Controversial film about Rabin assassin to be screened at Jerusalem festival

The film, Beyond the Fear, features interviews with Amir’s relatives, including his wife, Larissa, and his mother, Geula Amir.

Yigal Amir film
A documentary about Yigal Amir, the nationalist who assassinated the late prime minister Yitzhak Rabin in 1995, will be screened at a Jerusalem film festival that is partly subsidized by the state.
The film, Beyond the Fear, features interviews with Amir’s relatives, including his wife, Larissa, and his mother, Geula Amir. It also includes taped conversations between Amir and his son. One scene shows Amir reading a bedtime story to his son over the telephone.
The documentary was made by Israeli, Russian and Latvian filmmakers, with the narration primarily in Russian. Funding for the movie was provided by the Russian Ministry of Culture.

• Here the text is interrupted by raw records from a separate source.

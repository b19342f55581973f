use super::config::{DEFAULT_GROUP, DEFAULT_KIND, DEFAULT_VERSION};
use kube::api::ApiResource;
use kube::core::GroupVersionKind;

/// Identifies the single resource being watched. Built once at startup.
#[derive(Debug, Clone, PartialEq, Eq)]
pub struct ResourceReference {
    pub group: String,
    pub version: String,
    pub kind: String,
    pub namespace: String,
    pub name: String,
}

impl ResourceReference {
    /// Reference an `ExternalSecret` (`external-secrets.io/v1beta1`)
    #[must_use]
    pub fn external_secret(namespace: &str, name: &str) -> Self {
        Self::new(DEFAULT_GROUP, DEFAULT_VERSION, DEFAULT_KIND, namespace, name)
    }

    #[must_use]
    pub fn new(group: &str, version: &str, kind: &str, namespace: &str, name: &str) -> Self {
        Self {
            group: group.to_string(),
            version: version.to_string(),
            kind: kind.to_string(),
            namespace: namespace.to_string(),
            name: name.to_string(),
        }
    }

    /// Dynamic API description used for the status fetch
    #[must_use]
    pub fn api_resource(&self) -> ApiResource {
        ApiResource::from_gvk(&GroupVersionKind {
            group: self.group.clone(),
            version: self.version.clone(),
            kind: self.kind.clone(),
        })
    }

    /// Server-side filter selecting events about this resource. The
    /// namespace is scoped by the namespaced events API instead.
    #[must_use]
    pub fn event_field_selector(&self) -> String {
        format!(
            "involvedObject.kind={},involvedObject.name={}",
            self.kind, self.name
        )
    }
}

impl std::fmt::Display for ResourceReference {
    fn fmt(&self, f: &mut std::fmt::Formatter<'_>) -> std::fmt::Result {
        write!(f, "{} {}/{}", self.kind, self.namespace, self.name)
    }
}

#[cfg(test)]
mod tests {
    use super::*;

    #[test]
    fn test_external_secret_api_resource() {
        let r = ResourceReference::external_secret("apps", "db-creds");
        let ar = r.api_resource();
        assert_eq!(ar.group, "external-secrets.io");
        assert_eq!(ar.version, "v1beta1");
        assert_eq!(ar.api_version, "external-secrets.io/v1beta1");
        assert_eq!(ar.kind, "ExternalSecret");
        assert_eq!(ar.plural, "externalsecrets");
    }

    #[test]
    fn test_event_field_selector_matches_kind_and_name() {
        let r = ResourceReference::external_secret("apps", "db-creds");
        assert_eq!(
            r.event_field_selector(),
            "involvedObject.kind=ExternalSecret,involvedObject.name=db-creds"
        );
    }

    #[test]
    fn test_display() {
        let r = ResourceReference::new("example.io", "v1", "Widget", "ns", "w1");
        assert_eq!(r.to_string(), "Widget ns/w1");
    }
}
// Client creation with credential discovery and custom user-agent support for kube 2.x
use super::config::SERVICE_ACCOUNT_TOKEN_PATH;
use crate::error::Result as EwResult;
use hyper::http::{HeaderName, HeaderValue};
use kube::config::{KubeConfigOptions, Kubeconfig};
use kube::{Client, Config};
use std::path::{Path, PathBuf};
use tracing::{debug, warn};

/// Where cluster credentials are loaded from, in order of preference
#[derive(Debug, Clone, PartialEq, Eq)]
pub enum ConfigSource {
    /// A kubeconfig file from `KUBECONFIG` or `~/.kube/config`
    Kubeconfig(PathBuf),
    /// Mounted service-account token plus `KUBERNETES_SERVICE_HOST`/`PORT`
    ServiceAccount,
    /// Whatever `Config::infer` can find
    Infer,
}

impl ConfigSource {
    /// Pick a credential source.
    ///
    /// `env` looks up environment variables and `exists` checks the
    /// filesystem, so the preference order can be exercised without a cluster.
    pub fn discover<E, X>(env: E, exists: X) -> Self
    where
        E: Fn(&str) -> Option<String>,
        X: Fn(&Path) -> bool,
    {
        let kubeconfig = env("KUBECONFIG")
            .filter(|p| !p.is_empty())
            .map(PathBuf::from)
            .or_else(|| {
                env("HOME")
                    .filter(|h| !h.is_empty())
                    .map(|home| Path::new(&home).join(".kube").join("config"))
            });

        if let Some(path) = kubeconfig {
            if exists(&path) {
                return Self::Kubeconfig(path);
            }
        }

        let has_service_env = env("KUBERNETES_SERVICE_HOST").is_some_and(|h| !h.is_empty())
            && env("KUBERNETES_SERVICE_PORT").is_some_and(|p| !p.is_empty());
        if has_service_env && exists(Path::new(SERVICE_ACCOUNT_TOKEN_PATH)) {
            return Self::ServiceAccount;
        }

        Self::Infer
    }

    /// Discover a source from the real process environment and filesystem
    #[must_use]
    pub fn from_env() -> Self {
        Self::discover(|key| std::env::var(key).ok(), Path::exists)
    }

    /// Load a kube `Config` from this source
    ///
    /// # Errors
    ///
    /// Will return `Err` if the kubeconfig cannot be read or the in-cluster
    /// environment is incomplete
    pub async fn load(&self) -> EwResult<Config> {
        let config = match self {
            Self::Kubeconfig(path) => {
                debug!("📄 Loading kubeconfig from {}", path.display());
                let kubeconfig = Kubeconfig::read_from(path)?;
                Config::from_custom_kubeconfig(kubeconfig, &KubeConfigOptions::default()).await?
            }
            Self::ServiceAccount => {
                debug!("📄 Loading in-cluster service-account credentials");
                Config::incluster_env()?
            }
            Self::Infer => {
                debug!("📄 Inferring Kubernetes configuration from default sources");
                Config::infer().await?
            }
        };
        Ok(config)
    }
}

/// Add the user-agent header to a config. Invalid values are logged and
/// the kube default user-agent is kept.
pub fn add_user_agent_header(config: &mut Config, user_agent: Option<&str>) {
    if let Some(user_agent) = user_agent {
        match HeaderValue::from_str(user_agent) {
            Ok(header_value) => config
                .headers
                .push((HeaderName::from_static("user-agent"), header_value)),
            Err(e) => warn!("Ignoring invalid user-agent {:?}: {}", user_agent, e),
        }
    }
}

/// Create a new k8s client to interact with k8s cluster api
///
/// # Errors
///
/// Will return `Err` if credentials can not be discovered or the client can
/// not be built from them
pub async fn new(custom_user_agent: Option<&str>) -> EwResult<Client> {
    let source = ConfigSource::from_env();
    debug!("🔧 Using credential source {:?}", source);

    let mut config = source.load().await?;
    add_user_agent_header(&mut config, custom_user_agent);

    let client = Client::try_from(config)?;

    Ok(client)
}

“I am one of those people who viewed him as a hero,” Amir’s wife, Larisa Trimbobler-Amir, said in the film. “I saw him as a little boy who did what he did out of despair. He was an idealist who looks humane and was motivated by despair, and he did a desperate thing and sacrificed himself.”
The documentary combines archival footage from the press during the immediate aftermath of Rabin’s killing and Amir’s trial. It also includes images and clips of the carnage caused by suicide bombings in the months and years following the signing of the Oslo Accords.
The film specifically deals with the years-long legal battle waged by the Amir family against the state over the conditions surrounding Yigal Amir’s incarceration.
“Yigal Amir killed Rabin because he thought that if he didn’t do it, the State of Israel would go kaput,” Ari Shamai, Amir’s lawyer, is quoted as saying in the film.
Noah Rotman, Rabin’s granddaughter, reacted angrily to the film’s anticipated screening.
“As the granddaughter of the man who was killed, my opinion is clear and not objective,” she said. “To turn the man who assassinated my grandfather into a celebrity? To make him the subject of a film? I’m interested to know what the prime minister thinks about this, what people who are raising their children here think about this. Whoever wants to live in a country that glorifies murderers needs to understand that this doesn’t come without a price.”
“It’s important for me to say that I won’t investigate this matter, and I won’t try to stop [the film from being screened],” Rotman said. “I simply do not have the energy to deal with this. I am dealing with life. But whoever truly values democracy needs to be afraid, because this is a very cynical use of free speech.”
“Twenty years after the assassination, if this kind of film is screened in a festival, don’t be surprised if a few bad weeds turns into an entire field,” she said.